L'hybride se retourna vers la personne qui venait de parler et fut surpris de voir une très ancienne connaissance.

- Ingrid !

- Ravie de vous retrouver mon cher Lord Niklaus.

Ingrid était une courtisane à l'époque où il vivait dans un château non loin d'ici en tant que Lord. Cette jeune fille avait attiré rapidement son attention. Elle était intelligente pour une fille de sa condition et avait l'esprit vif. Il l'avait transformé en vampire et elle s'était mise à son service. C'était une belle femme qu'il avait pris l'habitude d'inviter dans ses appartements à la nuit tombée. Il ne l'avait plus revu depuis le jour où il avait quitté son domaine après qu'il ait appris que Mikael était sur ses traces. Il ne se serait jamais attendu à le revoir. Il l'invita à se joindre à eux et lui tendit son verre.

- Stefan, je te présente Ingrid, une vieille connaissance, déclara-t-il pour faire les présentations.

- Rebekah m'a dit que tu avais finalement réussi le rituel, reprit Ingrid en s'essayant à ses côtés. Tu es encore plus puissant maintenant.

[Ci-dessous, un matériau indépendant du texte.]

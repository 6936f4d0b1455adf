use std::fmt;
use std::hash::{Hash, Hasher};
use std::str::FromStr;
use strum_macros::EnumString;

pub type CardId = u32;

/// Rarity group of a card. Copy limits depend on it.
#[derive(Debug, Clone, PartialEq, Eq, Hash, EnumString)]
#[strum(serialize_all = "snake_case", ascii_case_insensitive)]
pub enum CardGroup {
    Bronze,
    Gold,
    #[strum(default)]
    Other(String),
}

#[derive(Debug, Clone, PartialEq, Eq, Hash, EnumString)]
#[strum(serialize_all = "snake_case", ascii_case_insensitive)]
pub enum CardType {
    Unit,
    Special,
    Artifact,
    Stratagem,
    #[strum(default)]
    Other(String),
}

impl CardGroup {
    /// Never fails; unrecognized labels are kept verbatim in `Other`.
    pub fn parse(s: &str) -> Self {
        match Self::from_str(s.trim()) {
            Ok(group) => group,
            Err(_) => Self::Other(s.trim().to_string()),
        }
    }

    pub fn as_str(&self) -> &str {
        match self {
            Self::Bronze => "bronze",
            Self::Gold => "gold",
            Self::Other(s) => s,
        }
    }
}

impl CardType {
    pub fn parse(s: &str) -> Self {
        match Self::from_str(s.trim()) {
            Ok(t) => t,
            Err(_) => Self::Other(s.trim().to_string()),
        }
    }

    pub fn as_str(&self) -> &str {
        match self {
            Self::Unit => "unit",
            Self::Special => "special",
            Self::Artifact => "artifact",
            Self::Stratagem => "stratagem",
            Self::Other(s) => s,
        }
    }
}

impl fmt::Display for CardGroup {
    fn fmt(&self, f: &mut fmt::Formatter<'_>) -> fmt::Result {
        f.write_str(self.as_str())
    }
}

impl fmt::Display for CardType {
    fn fmt(&self, f: &mut fmt::Formatter<'_>) -> fmt::Result {
        f.write_str(self.as_str())
    }
}

/// Catalog entry for a single card. Two cards are equal iff their ids match.
#[derive(Debug, Clone)]
pub struct Card {
    pub id: CardId,
    pub name: String,
    pub provision: u32,
    pub group: CardGroup,
    pub card_type: CardType,
    pub faction: String,
    pub secondary_faction: String,
}

impl Card {
    pub fn is_unit(&self) -> bool {
        self.card_type == CardType::Unit
    }
}

impl PartialEq for Card {
    fn eq(&self, other: &Self) -> bool {
        self.id == other.id
    }
}

impl Eq for Card {}

impl Hash for Card {
    fn hash<H: Hasher>(&self, state: &mut H) {
        self.id.hash(state);
    }
}

impl fmt::Display for Card {
    fn fmt(&self, f: &mut fmt::Formatter<'_>) -> fmt::Result {
        write!(f, "{} (Prov: {})", self.name, self.provision)
    }
}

- Toujours attiré par le pouvoir à ce que je vois.

- Personne ne me connais mieux que toi Klaus, lui glissa-t-elle à l'oreille.

Klaus pouvait sentir le parfum de son ancienne amante. Elle n'avait pas changé. Elle était toujours aussi séduisante et aucun homme ne pouvait lui résister.

- Je vais vous laisser, déclara Stefan d'une voix hésitante.

- Tu peux rester, l'arrêta Klaus en posant une main sur la cuisse du vampire.

- Je vais me servir un autre verre, s'excusa-t-il en déplaçant sa main.

Klaus croisa un instant le regard de Stefan qui se levait. Il crut y lire une certaine tristesse. Il s'apprêtait à arrêter son ami quand une main se posa sur son bras.

- Laisse-le partir. On est mieux tous les deux.

Ses yeux croisèrent le regard chocolat d'Ingrid et elle l'invita silencieusement à se retirer de la pièce pour avoir un peu d'intimité. Ils traversèrent donc la salle pour regagner les étages. Il chercha du regard Stefan parmi les invités mais ne le vit pas. Peut-être avait-il finalement trouvé de la compagnie ? Il regrettait son départ mais il avait dû mal à se concentrer avec les mains d'Ingrid qui glissaient le long de son corps.

- Je crois qu'on a du temps à rattraper, lui souffla-t-elle à l'oreille en posant sa main sur son entrejambe.

Ils grimpèrent à l'étage et Klaus la conduisit dans sa chambre où il la planqua contre la porte avant de prendre possession de ses lèvres. Il l'embrassa sauvagement et la jeta sur le lit, profitant de ces retrouvailles.